Глава 4 В черном-черном городе

Если Пекину срочно делали инъекции ботокса и торопливо выщипывали брови в преддверии Олимпиады, то Датун напоминал волосатую ногу с шишками на ступнях, никогда не знавших педикюра. Этот индустриальный город, расположенный к западу от Пекина, почти на границе с Внутренней Монголией, существовал благодаря шахтам и электростанциям. Четверть всего угля в Китае добывали в провинции Шаньси, и Датун считался одним из самых загрязненных городов в этой закоптелой стране. В 1998 году Всемирная Организация Здравоохранения в своем отчете сообщила, что из десяти самых грязных городов мира семь находятся в Китае. Страна эта по-прежнему три четверти энергии получает из угля, и почти двадцать пять процентов всех смертей тут происходят из-за заболеваний органов дыхания.

В шесть тридцать утра на вокзале было полно торговых агентов. При виде белого лица они пришли в ажитацию и начали активно предлагать мне такси, отели и экскурсии. Солдаты Народно-Освободительной армии, одетые в длинные темно-зеленые теплые пальто с воротниками из искусственного коричневого меха, мерзли под моросящим дождем, сгрудившись вокруг вещмешков. Я пробилась сквозь толпу к такси и попросила отвезти меня в отель, который забронировала заранее.

Мы ехали через весь город. На окраинах старые хибарки выплевывали в небо клубы едкого черного дыма из допотопных ветхих труб. Даже центр Датуна был окутан густым серым смогом.

Отель показался мне вполне сносным. Власть имущие от щедрот своих присвоили ему четыре звездочки. Комнаты были чистые, туалет исправно работал. Однако даже в таком приличном с виду месте я обнаружила в ванной набор средств, который предполагал, что некоторые занимаются тут бизнесом, не требующим костюмов и галстуков. Рядом с крошечными бутылочками с шампунями и гелями для душа лежали четыре упаковки влажных салфеток, на двух было написано «Мужчинам», на двух — «Женщинам». На тех, что предлагались прекрасному полу, я прочла: «Уничтожает патогенные бактерии, вызывающие вагинит, зуд, неприятный запах в области гениталий. Наш продукт был протестирован. Он уничтожает бактерии гонореи в 99,9 % случаев. Обработать область гениталий. Оставить на две-три минуты. Смыть чистой водой».

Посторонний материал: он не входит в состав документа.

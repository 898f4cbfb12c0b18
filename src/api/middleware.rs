use actix_web::{
    Error, HttpMessage,
    dev::{Service, ServiceRequest, ServiceResponse, Transform},
    http::header::{HeaderName, HeaderValue},
    middleware::Logger,
};
use futures_util::future::{LocalBoxFuture, Ready, ready};
use std::rc::Rc;
use uuid::Uuid;

pub const REQUEST_ID_HEADER: &str = "x-request-id";

/// Request id assigned by [`RequestId`], available through request extensions.
#[derive(Clone, Debug)]
pub struct RequestIdValue(pub String);

/// Access log line carrying the id assigned by [`RequestId`]. `RequestId`
/// must wrap outside this logger so the id is present when the line starts.
pub fn access_logger() -> Logger {
    Logger::new(r#"%a "%r" %s %b %T request_id=%{request_id}xi"#).custom_request_replace(
        "request_id",
        |req| {
            req.extensions()
                .get::<RequestIdValue>()
                .map(|id| id.0.clone())
                .unwrap_or_else(|| "-".to_string())
        },
    )
}

/// Tags every request with a UUID, logs it and echoes it back in the
/// `x-request-id` response header.
pub struct RequestId;

impl<S, B> Transform<S, ServiceRequest> for RequestId
where
    S: Service<ServiceRequest, Response = ServiceResponse<B>, Error = Error> + 'static,
    B: 'static,
{
    type Response = ServiceResponse<B>;
    type Error = Error;
    type InitError = ();
    type Transform = RequestIdMiddleware<S>;
    type Future = Ready<Result<Self::Transform, Self::InitError>>;

    fn new_transform(&self, service: S) -> Self::Future {
        ready(Ok(RequestIdMiddleware {
            service: Rc::new(service),
        }))
    }
}

pub struct RequestIdMiddleware<S> {
    service: Rc<S>,
}

impl<S, B> Service<ServiceRequest> for RequestIdMiddleware<S>
where
    S: Service<ServiceRequest, Response = ServiceResponse<B>, Error = Error> + 'static,
    B: 'static,
{
    type Response = ServiceResponse<B>;
    type Error = Error;
    type Future = LocalBoxFuture<'static, Result<Self::Response, Self::Error>>;

    fn poll_ready(
        &self,
        ctx: &mut std::task::Context<'_>,
    ) -> std::task::Poll<Result<(), Self::Error>> {
        self.service.poll_ready(ctx)
    }

    fn call(&self, req: ServiceRequest) -> Self::Future {
        let id = Uuid::new_v4().to_string();
        req.extensions_mut().insert(RequestIdValue(id.clone()));
        log::debug!("request_id={} {} {}", id, req.method(), req.path());
        let fut = self.service.call(req);
        Box::pin(async move {
            let mut resp = fut.await?;
            log::debug!("request_id={} status={}", id, resp.status());
            if let Ok(value) = HeaderValue::from_str(&id) {
                resp.headers_mut()
                    .insert(HeaderName::from_static(REQUEST_ID_HEADER), value);
            }
            Ok(resp)
        })
    }
}

#[cfg(test)]
mod tests {
    use super::*;
    use actix_web::{App, HttpRequest, HttpResponse, test, web};

    async fn echo_request_id(req: HttpRequest) -> HttpResponse {
        let id = req
            .extensions()
            .get::<RequestIdValue>()
            .map(|id| id.0.clone())
            .unwrap_or_default();
        HttpResponse::Ok().body(id)
    }

    #[actix_web::test]
    async fn extension_and_header_carry_the_same_id() {
        let app = test::init_service(
            App::new()
                .wrap(access_logger())
                .wrap(RequestId)
                .route("/", web::get().to(echo_request_id)),
        )
        .await;

        let resp = test::call_service(&app, test::TestRequest::get().uri("/").to_request()).await;
        let header = resp
            .headers()
            .get(REQUEST_ID_HEADER)
            .expect("request id header")
            .to_str()
            .unwrap()
            .to_string();
        let body = test::read_body(resp).await;

        assert_eq!(header.len(), 36);
        assert_eq!(body, header.as_bytes());
    }
}
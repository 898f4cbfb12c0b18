use actix_web::{HttpResponse, delete, get, post, put, web};

use crate::{
    AppState,
    api::extract::ValidatedJson,
    database::UnitOfWork,
    errors::{AppError, ErrorResponse},
    services::empresas::{self, EmpresaCreate, EmpresaResponse},
};

// --- Route Handlers ---

#[utoipa::path(
    post,
    path = "/empresas/",
    tag = "Empresas",
    request_body = EmpresaCreate,
    responses(
        (status = 200, description = "Empresa criada", body = EmpresaResponse),
        (status = 422, description = "Dados inválidos", body = ErrorResponse)
    )
)]
#[post("")]
pub async fn create_empresa(
    data: web::Data<AppState>,
    payload: ValidatedJson<EmpresaCreate>,
) -> Result<HttpResponse, AppError> {
    let input = payload.into_inner();

    let uow = UnitOfWork::begin(&data.db).await?;
    let created = empresas::create(uow.conn(), &input).await?;
    uow.commit().await?;

    Ok(HttpResponse::Ok().json(created))
}

#[utoipa::path(
    get,
    path = "/empresas/",
    tag = "Empresas",
    responses(
        (status = 200, description = "Todas as empresas com suas obrigações", body = [EmpresaResponse])
    )
)]
#[get("")]
pub async fn get_empresas(data: web::Data<AppState>) -> Result<HttpResponse, AppError> {
    let uow = UnitOfWork::begin(&data.db).await?;
    let list = empresas::list(uow.conn()).await?;
    uow.commit().await?;

    Ok(HttpResponse::Ok().json(list))
}

#[utoipa::path(
    get,
    path = "/empresas/{empresa_id}",
    tag = "Empresas",
    params(
        ("empresa_id" = i32, Path, description = "Empresa ID")
    ),
    responses(
        (status = 200, description = "Empresa encontrada", body = EmpresaResponse),
        (status = 404, description = "Empresa não encontrada", body = ErrorResponse)
    )
)]
#[get("/{empresa_id}")]
pub async fn get_empresa_by_id(
    data: web::Data<AppState>,
    path: web::Path<i32>,
) -> Result<HttpResponse, AppError> {
    let empresa_id = path.into_inner();

    let uow = UnitOfWork::begin(&data.db).await?;
    let empresa = empresas::get(uow.conn(), empresa_id).await?;
    uow.commit().await?;

    Ok(HttpResponse::Ok().json(empresa))
}

#[utoipa::path(
    put,
    path = "/empresas/{empresa_id}",
    tag = "Empresas",
    params(
        ("empresa_id" = i32, Path, description = "Empresa ID")
    ),
    request_body = EmpresaCreate,
    responses(
        (status = 200, description = "Empresa atualizada", body = EmpresaResponse),
        (status = 404, description = "Empresa não encontrada", body = ErrorResponse),
        (status = 422, description = "Dados inválidos", body = ErrorResponse)
    )
)]
#[put("/{empresa_id}")]
pub async fn update_empresa(
    data: web::Data<AppState>,
    path: web::Path<i32>,
    payload: ValidatedJson<EmpresaCreate>,
) -> Result<HttpResponse, AppError> {
    let empresa_id = path.into_inner();
    let input = payload.into_inner();

    let uow = UnitOfWork::begin(&data.db).await?;
    let updated = empresas::update(uow.conn(), empresa_id, &input).await?;
    uow.commit().await?;

    Ok(HttpResponse::Ok().json(updated))
}

#[utoipa::path(
    delete,
    path = "/empresas/{empresa_id}",
    tag = "Empresas",
    params(
        ("empresa_id" = i32, Path, description = "Empresa ID")
    ),
    responses(
        (status = 200, description = "Empresa excluída; retorna o último estado", body = EmpresaResponse),
        (status = 404, description = "Empresa não encontrada", body = ErrorResponse),
        (status = 409, description = "Empresa possui obrigações acessórias vinculadas", body = ErrorResponse)
    )
)]
#[delete("/{empresa_id}")]
pub async fn delete_empresa(
    data: web::Data<AppState>,
    path: web::Path<i32>,
) -> Result<HttpResponse, AppError> {
    let empresa_id = path.into_inner();

    let uow = UnitOfWork::begin(&data.db).await?;
    let deleted = empresas::delete(uow.conn(), empresa_id).await?;
    uow.commit().await?;

    Ok(HttpResponse::Ok().json(deleted))
}

pub fn init_routes(cfg: &mut web::ServiceConfig) {
    cfg.service(
        web::scope("/empresas")
            .service(get_empresas)
            .service(get_empresa_by_id)
            .service(create_empresa)
            .service(update_empresa)
            .service(delete_empresa),
    );
}
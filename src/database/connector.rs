use crate::config::DatabaseSettings;
use sea_orm::{ConnectOptions, ConnectionTrait, Database, DatabaseConnection, DbErr};
use std::{io, time::Duration};

/// Type alias for our DB connection (SeaORM pool handle)
pub type DB = DatabaseConnection;

/// Build ConnectOptions from structured database settings.
fn connect_options_from_settings(settings: &DatabaseSettings) -> ConnectOptions {
    let mut opt = ConnectOptions::new(settings.url.clone());
    opt.max_connections(10)
        .min_connections(1)
        .connect_timeout(Duration::from_secs(8))
        .acquire_timeout(Duration::from_secs(8))
        .idle_timeout(Duration::from_secs(600))
        .sqlx_logging(false);

    if let Some(v) = settings.max_connections {
        opt.max_connections(v);
    }
    if let Some(v) = settings.min_connections {
        opt.min_connections(v);
    }
    if let Some(v) = settings.connect_timeout_secs {
        opt.connect_timeout(Duration::from_secs(v));
    }
    if let Some(v) = settings.acquire_timeout_secs {
        opt.acquire_timeout(Duration::from_secs(v));
    }
    if let Some(v) = settings.idle_timeout_secs {
        opt.idle_timeout(Duration::from_secs(v));
    }
    if let Some(v) = settings.sql_log {
        opt.sqlx_logging(v);
    }

    opt
}

/// Establish a connection pool using explicit database settings.
///
/// Supported env vars (see [`DatabaseSettings::default_from_url`]):
/// - `DATABASE_MAX_CONNECTIONS` (u32)
/// - `DATABASE_MIN_CONNECTIONS` (u32)
/// - `DATABASE_CONNECT_TIMEOUT_SECS` (u64)
/// - `DATABASE_ACQUIRE_TIMEOUT_SECS` (u64)
/// - `DATABASE_IDLE_TIMEOUT_SECS` (u64)
/// - `DATABASE_SQL_LOG` (bool)
pub async fn connect_with_settings(settings: &DatabaseSettings) -> io::Result<DB> {
    let opt = connect_options_from_settings(settings);
    let db = Database::connect(opt).await.map_err(|e| {
        io::Error::other(format!(
            "Failed to connect to database at {}: {}",
            settings.url, e
        ))
    })?;

    ping(&db).await.map_err(|e| {
        io::Error::other(format!(
            "Failed to ping database at {}: {}",
            settings.url, e
        ))
    })?;

    log::info!(
        "Connected to {:?} database",
        db.get_database_backend()
    );
    Ok(db)
}

/// Lightweight health check to verify the DB connection is alive.
pub async fn ping(db: &DB) -> Result<(), DbErr> {
    db.ping().await
}
use sea_orm::entity::prelude::*;
use serde::{Deserialize, Serialize};

#[derive(Clone, Debug, PartialEq, Eq, DeriveEntityModel, Serialize, Deserialize)]
#[sea_orm(table_name = "obrigacoes_acessorias")]
pub struct Model {
    #[sea_orm(primary_key)]
    pub id: i32,
    pub nome: String,
    pub periodicidade: String,
    pub empresa_id: i32,
}

#[derive(Copy, Clone, Debug, EnumIter, DeriveRelation)]
pub enum Relation {
    #[sea_orm(
        belongs_to = "super::empresa::Entity",
        from = "Column::EmpresaId",
        to = "super::empresa::Column::Id",
        on_delete = "Restrict"
    )]
    Empresa,
}

impl Related<super::empresa::Entity> for Entity {
    fn to() -> RelationDef {
        Relation::Empresa.def()
    }
}

impl ActiveModelBehavior for ActiveModel {}
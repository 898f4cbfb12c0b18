use clap::{Parser, Subcommand, ValueEnum};
use sea_orm::{EntityTrait, QueryOrder};
use empresas_obrigacoes::{
    config::Config,
    database::{self, models::{empresa, obrigacao_acessoria}, schema},
};

/// Administration utility for the empresas / obrigações database.
#[derive(Parser, Debug)]
#[command(author, version, about, long_about = None)]
struct Cli {
    #[command(subcommand)]
    command: Commands,
}

#[derive(Subcommand, Debug)]
enum Commands {
    /// Database maintenance commands.
    Db {
        #[command(subcommand)]
        db_command: DbCommand,
    },
}

#[derive(Subcommand, Debug)]
enum DbCommand {
    /// Creates the tables if they do not exist.
    Init,
    /// Drops both tables and every row in them. Use with care!
    Wipe,
    /// Prints every row of a table as pretty JSON.
    Dump {
        #[arg(short, long, value_enum)]
        table: Table,
    },
}

#[derive(Copy, Clone, Debug, PartialEq, Eq, ValueEnum)]
enum Table {
    Empresas,
    Obrigacoes,
}

#[tokio::main]
async fn main() -> Result<(), Box<dyn std::error::Error>> {
    dotenvy::dotenv().ok();
    env_logger::init_from_env(env_logger::Env::new().default_filter_or("warn"));

    let cli = Cli::parse();
    let config = Config::from_env()?;
    let db = database::connect_with_settings(&config.database_settings()).await?;

    match cli.command {
        Commands::Db { db_command } => match db_command {
            DbCommand::Init => {
                schema::create_all(&db).await?;
                println!("Schema created.");
            }
            DbCommand::Wipe => {
                schema::drop_all(&db).await?;
                println!("Schema dropped.");
            }
            DbCommand::Dump { table } => {
                let json = match table {
                    Table::Empresas => serde_json::to_string_pretty(
                        &empresa::Entity::find()
                            .order_by_asc(empresa::Column::Id)
                            .all(&db)
                            .await?,
                    )?,
                    Table::Obrigacoes => serde_json::to_string_pretty(
                        &obrigacao_acessoria::Entity::find()
                            .order_by_asc(obrigacao_acessoria::Column::Id)
                            .all(&db)
                            .await?,
                    )?,
                };
                println!("{}", json);
            }
        },
    }

    Ok(())
}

Салфетки игриво назывались «Птичка моя[2]», а на упаковке горделиво красовалась надпись «БЕСПЛОТНЫЕ» (вместо «бесплатные»).

Очень странно, скажу я вам. За организованную проституцию в Китае приговаривают к смертной казни, но, без сомнения, в отеле в открытую предлагали подобного рода услуги. Я окинула постель свежим взглядом и понадеялась, что простыни хорошенько прокипятили.

Вопрос о том, когда нарушать закон в Китае в порядке вещей, а когда это очень опасно, остается открытым. Китайцы не слишком-то боятся драконовских мер, которые власти предпринимают против злоумышленников. Никто точно не знает, сколько смертных приговоров приводят в исполнение ежегодно, но, по-видимому, речь идет о нескольких тысячах. Очень часто жирную точку в виде пули, пущенной в затылок, ставят уже через несколько часов после оглашения приговора.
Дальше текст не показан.